Segment Start: Data records

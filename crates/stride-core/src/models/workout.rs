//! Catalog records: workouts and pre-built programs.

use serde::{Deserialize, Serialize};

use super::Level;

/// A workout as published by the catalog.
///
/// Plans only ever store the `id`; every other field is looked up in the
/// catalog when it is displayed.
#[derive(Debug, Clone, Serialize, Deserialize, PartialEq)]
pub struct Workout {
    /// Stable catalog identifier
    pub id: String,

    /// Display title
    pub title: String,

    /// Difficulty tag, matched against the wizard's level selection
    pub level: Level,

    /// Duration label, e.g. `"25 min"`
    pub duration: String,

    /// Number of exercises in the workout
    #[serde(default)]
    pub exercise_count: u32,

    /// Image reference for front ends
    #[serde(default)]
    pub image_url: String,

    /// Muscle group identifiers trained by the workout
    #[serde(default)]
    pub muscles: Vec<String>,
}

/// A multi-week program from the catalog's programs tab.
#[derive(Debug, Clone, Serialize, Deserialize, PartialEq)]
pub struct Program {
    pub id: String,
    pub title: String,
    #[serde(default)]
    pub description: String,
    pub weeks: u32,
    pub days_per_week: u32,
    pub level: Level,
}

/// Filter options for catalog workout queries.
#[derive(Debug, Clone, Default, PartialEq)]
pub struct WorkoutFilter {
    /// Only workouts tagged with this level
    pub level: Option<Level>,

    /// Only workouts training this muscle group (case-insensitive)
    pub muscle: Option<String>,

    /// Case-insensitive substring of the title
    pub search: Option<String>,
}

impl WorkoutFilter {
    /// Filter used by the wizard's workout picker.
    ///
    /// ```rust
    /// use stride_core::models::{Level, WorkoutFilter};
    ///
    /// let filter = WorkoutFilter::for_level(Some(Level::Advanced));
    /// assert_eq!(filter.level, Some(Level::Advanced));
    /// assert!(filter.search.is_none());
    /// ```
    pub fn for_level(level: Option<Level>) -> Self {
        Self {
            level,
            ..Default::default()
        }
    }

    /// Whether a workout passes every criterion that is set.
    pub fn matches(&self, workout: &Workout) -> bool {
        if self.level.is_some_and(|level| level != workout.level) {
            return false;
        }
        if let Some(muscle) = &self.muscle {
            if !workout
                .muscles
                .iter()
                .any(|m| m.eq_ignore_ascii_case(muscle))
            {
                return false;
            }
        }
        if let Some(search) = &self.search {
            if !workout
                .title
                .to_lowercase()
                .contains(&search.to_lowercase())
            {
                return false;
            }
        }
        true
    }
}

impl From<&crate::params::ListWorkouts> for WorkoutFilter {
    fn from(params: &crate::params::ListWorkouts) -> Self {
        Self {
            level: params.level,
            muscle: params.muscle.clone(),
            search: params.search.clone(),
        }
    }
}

Segment End: Data records

* [What is required]:
Take each line above that holds the string "title" and copy it.

* [Written response]:
    /// Display title
    pub title: String,
    pub title: String,
    /// Case-insensitive substring of the title
                .title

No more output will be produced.